> **Input records**
impl StreamingQueryClient {
    pub fn builder(config: ClientConfig) -> ClientBuilder {
        ClientBuilder {
            config,
            transport: None,
            credentials: Arc::new(EnvCredentialStore),
            notifier: Arc::new(TracingNotifier),
            observer: Arc::new(NoopObserver),
        }
    }

    pub fn config(&self) -> &ClientConfig {
        &self.config
    }

    /// Receiver that sees every published [`StreamSnapshot`].
    pub fn subscribe(&self) -> watch::Receiver<StreamSnapshot> {
        self.state_tx.subscribe()
    }

    pub fn snapshot(&self) -> StreamSnapshot {
        self.state_tx.borrow().clone()
    }

    pub fn is_streaming(&self) -> bool {
        self.state_tx.borrow().is_streaming
    }

    /// Sends one question and streams the answer.
    ///
    /// Returns `Completed` with the assembled message, `Cancelled` when
    /// aborted, or an error for invalid input, a missing API key, a busy
    /// client, or a terminal failure.
    pub async fn send_stream(
        &self,
        question: &str,
        options: QueryOptions,
    ) -> Result<QueryOutcome, QueryError> {
        let question = question.trim();
        if question.is_empty() {
            return Err(QueryError::EmptyQuestion);
        }
        let Some(api_key) = self.credentials.api_key() else {
            warn!(event = "stream.missing_credential");
            self.notifier.notify(Notice::MissingCredential);
            return Err(QueryError::MissingCredential);
        };

        let request = StreamRequest::new(question, &options);
        let (generation, abort_rx) = self.begin_call(question, options)?;
        let _guard = CallGuard {
            client: self,
            generation,
        };
        self.drive(generation, &request, &api_key, abort_rx).await
    }

    /// Re-sends the last question with a fresh retry budget.
    pub async fn retry(&self) -> Result<QueryOutcome, QueryError> {
        let last = self.lock_control().last_request.clone();
        let Some(last) = last else {
            self.notifier.notify(Notice::NoPreviousRequest);
            return Err(QueryError::NoPreviousRequest);
        };
        self.send_stream(&last.question, last.options).await
    }

    /// Aborts the query in flight, including a pending retry wait.
    ///
    /// Does nothing when no query is running.
    pub fn cancel_stream(&self) {
        let snapshot = {
            let mut control = self.lock_control();
            let Some(call) = control.active.take() else {
                return;
            };
            call.abort.abort();
            self.state_tx.send_modify(|s| {
                s.is_streaming = false;
                s.is_reconnecting = false;
            });
            self.state_tx.borrow().clone()
        };
        info!(event = "stream.cancelled");
        self.notifier.notify(Notice::Cancelled);
        self.observer.on_update(&snapshot);
    }

    /// Aborts anything in flight and forgets all query state, including the
    /// request remembered for [`retry`](Self::retry).
    pub fn reset(&self) {
        let snapshot = {
            let mut control = self.lock_control();
            if let Some(call) = control.active.take() {
                call.abort.abort();
            }
            control.last_request = None;
            self.state_tx.send_replace(StreamSnapshot::default());
            self.state_tx.borrow().clone()
        };
        debug!(event = "stream.reset");
        self.observer.on_update(&snapshot);
    }

    fn lock_control(&self) -> MutexGuard<'_, Control> {
        self.control.lock().unwrap_or_else(PoisonError::into_inner)
    }

    fn begin_call(
        &self,
        question: &str,
        options: QueryOptions,
    ) -> Result<(u64, watch::Receiver<bool>), QueryError> {
        let (generation, snapshot, abort_rx) = {
            let mut control = self.lock_control();
            if control.active.is_some() {
                return Err(QueryError::Busy);
            }
            control.generation += 1;
            let generation = control.generation;
            let (abort, abort_rx) = AbortHandle::new();
            control.active = Some(ActiveCall { generation, abort });
            control.last_request = Some(LastRequest {
                question: question.to_string(),
                options,
            });
            self.state_tx.send_replace(StreamSnapshot::started());
            (generation, self.state_tx.borrow().clone(), abort_rx)
        };
        self.observer.on_update(&snapshot);
        Ok((generation, abort_rx))
    }

    /// Applies `update` if `generation` is still the active call.
    fn publish(&self, generation: u64, update: impl FnOnce(&mut StreamSnapshot)) {
        let snapshot = {
            let control = self.lock_control();
            if !control.is_current(generation) {
                return;
            }
            self.state_tx.send_modify(update);
            self.state_tx.borrow().clone()
        };
        self.observer.on_update(&snapshot);
    }

    /// Releases the call and publishes its final state.
    ///
    /// Returns `false` when the call was already released, i.e. cancelled or
    /// reset; the caller must then resolve as cancelled and fire no hook.
    fn finish_call(&self, generation: u64, update: impl FnOnce(&mut StreamSnapshot)) -> bool {
        let snapshot = {
            let mut control = self.lock_control();
            if !control.is_current(generation) {
                return false;
            }
            control.active = None;
            self.state_tx.send_modify(|s| {
                update(s);
                s.is_streaming = false;
                s.is_reconnecting = false;
            });
            self.state_tx.borrow().clone()
        };
        self.observer.on_update(&snapshot);
        true
    }

    async fn drive(
        &self,
        generation: u64,
        request: &StreamRequest,
        api_key: &str,
        mut abort_rx: watch::Receiver<bool>,
    ) -> Result<QueryOutcome, QueryError> {
        let policy = &self.config.retry_policy;
        let mut session = StreamSession::new();
        let mut retries_done = 0u32;
        loop {
            let attempt = retries_done + 1;
            debug!(event = "stream.attempt", attempt = attempt, max_retries = policy.max_retries);

            let error = match self
                .attempt(generation, request, api_key, &mut session, &mut abort_rx)
                .await
            {
                AttemptResult::Finished => {
                    if !self.finish_call(generation, |s| s.error = None) {
                        debug!(event = "stream.completed_after_cancel", attempt = attempt);
                        return Ok(QueryOutcome::Cancelled);
                    }
                    let message = session.into_message();
                    info!(
                        event = "stream.completed",
                        attempt = attempt,
                        content_len = message.content.len() as u64,
                        sources = message.sources.len() as u64,
                        has_conversation = message.conversation_id.is_some()
                    );
                    self.observer.on_complete(&message);
                    return Ok(QueryOutcome::Completed(message));
                }
                AttemptResult::Aborted => {
                    debug!(event = "stream.aborted", attempt = attempt);
                    return Ok(QueryOutcome::Cancelled);
                }
                AttemptResult::TimedOut
                    if self.config.timeout_behavior == TimeoutBehavior::Cancel =>
                {
                    warn!(
                        event = "stream.first_byte_timeout",
                        attempt = attempt,
                        timeout_ms = self.config.timeout.as_millis() as u64
                    );
                    if !self.finish_call(generation, |_| {}) {
                        return Ok(QueryOutcome::Cancelled);
                    }
                    self.notifier.notify(Notice::TimedOut {
                        after: self.config.timeout,
                    });
                    return Ok(QueryOutcome::Cancelled);
                }
                AttemptResult::TimedOut => AttemptError::Transport(TransportError::Timeout),
                AttemptResult::Failed(error) => error,
            };

            if *abort_rx.borrow() {
                return Ok(QueryOutcome::Cancelled);
            }

            let retryable = error.is_retryable();
            let can_retry = retryable && policy.can_retry(retries_done);
            debug!(
                event = "stream.attempt_failed",
                attempt = attempt,
                retryable = retryable,
                can_retry = can_retry
            );
            if can_retry {
                let delay = policy.backoff_duration(retries_done);
                retries_done += 1;
                info!(
                    event = "stream.retry_scheduled",
                    attempt = attempt,
                    next_attempt = attempt + 1,
                    backoff_ms = delay.as_millis() as u64
                );
                session.begin_retry(self.config.step_retry);
                self.publish(generation, |s| {
                    s.retry_count = retries_done;
                    s.is_reconnecting = true;
                    s.sync_session(&session);
                });
                self.notifier.notify(Notice::Retrying {
                    attempt: retries_done,
                    max_retries: policy.max_retries,
                    delay,
                });
                tokio::select! {
                    biased;
                    _ = wait_for_abort(&mut abort_rx) => {
                        debug!(event = "stream.retry_aborted", next_attempt = attempt + 1);
                        return Ok(QueryOutcome::Cancelled);
                    }
                    _ = tokio::time::sleep(delay) => {}
                }
                continue;
            }

            let failure = error.into_failure(attempt);
            warn!(
                event = "stream.failed",
                attempts = attempt,
                retries = retries_done,
                error = %failure
            );
            let message = failure.to_string();
            if !self.finish_call(generation, |s| s.error = Some(message.clone())) {
                debug!(event = "stream.failed_after_cancel", attempts = attempt);
                return Ok(QueryOutcome::Cancelled);
            }
            self.notifier.notify(Notice::Failed { message });
            self.observer.on_error(&failure);
            return Err(failure.into());
        }
    }

    async fn attempt(
        &self,
        generation: u64,
        request: &StreamRequest,
        api_key: &str,
        session: &mut StreamSession,
        abort_rx: &mut watch::Receiver<bool>,
    ) -> AttemptResult {
        let opened = tokio::select! {
            biased;
            _ = wait_for_abort(abort_rx) => return AttemptResult::Aborted,
            opened = tokio::time::timeout(self.config.timeout, self.transport.open(request, api_key)) => opened,
        };
        let mut body = match opened {
            Err(_) => return AttemptResult::TimedOut,
            Ok(Err(err)) => return AttemptResult::Failed(AttemptError::Transport(err)),
            Ok(Ok(body)) => body,
        };
        self.publish(generation, |s| s.is_reconnecting = false);

        let mut decoder = LineDecoder::with_limit(self.config.max_line_bytes);
        loop {
            let next = tokio::select! {
                biased;
                _ = wait_for_abort(abort_rx) => return AttemptResult::Aborted,
                next = body.next() => next,
            };
            let lines = match next {
                Some(Ok(chunk)) => match decoder.push(&chunk) {
                    Ok(lines) => lines,
                    Err(err) => {
                        warn!(
                            event = "stream.line_too_long",
                            limit = self.config.max_line_bytes as u64
                        );
                        return AttemptResult::Failed(AttemptError::Transport(err));
                    }
                },
                Some(Err(err)) => return AttemptResult::Failed(AttemptError::Transport(err)),
                None => {
                    if let Some(tail) = decoder.finish()
                        && let Err(message) = self.handle_line(generation, &tail, session)
                    {
                        return AttemptResult::Failed(AttemptError::Server(message));
                    }
                    return AttemptResult::Finished;
                }
            };
            for line in lines {
                if *abort_rx.borrow() {
                    return AttemptResult::Aborted;
                }
                if let Err(message) = self.handle_line(generation, &line, session) {
                    return AttemptResult::Failed(AttemptError::Server(message));
                }
            }
        }
    }

    fn handle_line(
        &self,
        generation: u64,
        line: &str,
        session: &mut StreamSession,
    ) -> Result<(), String> {
        let Some(data) = data_payload(line) else {
            return Ok(());
        };
        let frame = match parse_frame(data) {
            Ok(frame) => frame,
            Err(err) => {
                warn!(
                    event = "stream.frame_skipped",
                    error = %err,
                    payload_len = data.len() as u64
                );
                return Ok(());
            }
        };
        if session.apply(frame)? {
            self.publish(generation, |s| s.sync_session(session));
        }
        Ok(())
    }
}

> **About this exercise**
Using the records above, say how many lines contain the word "data". Write the number alone.

> **Answer for the task**
3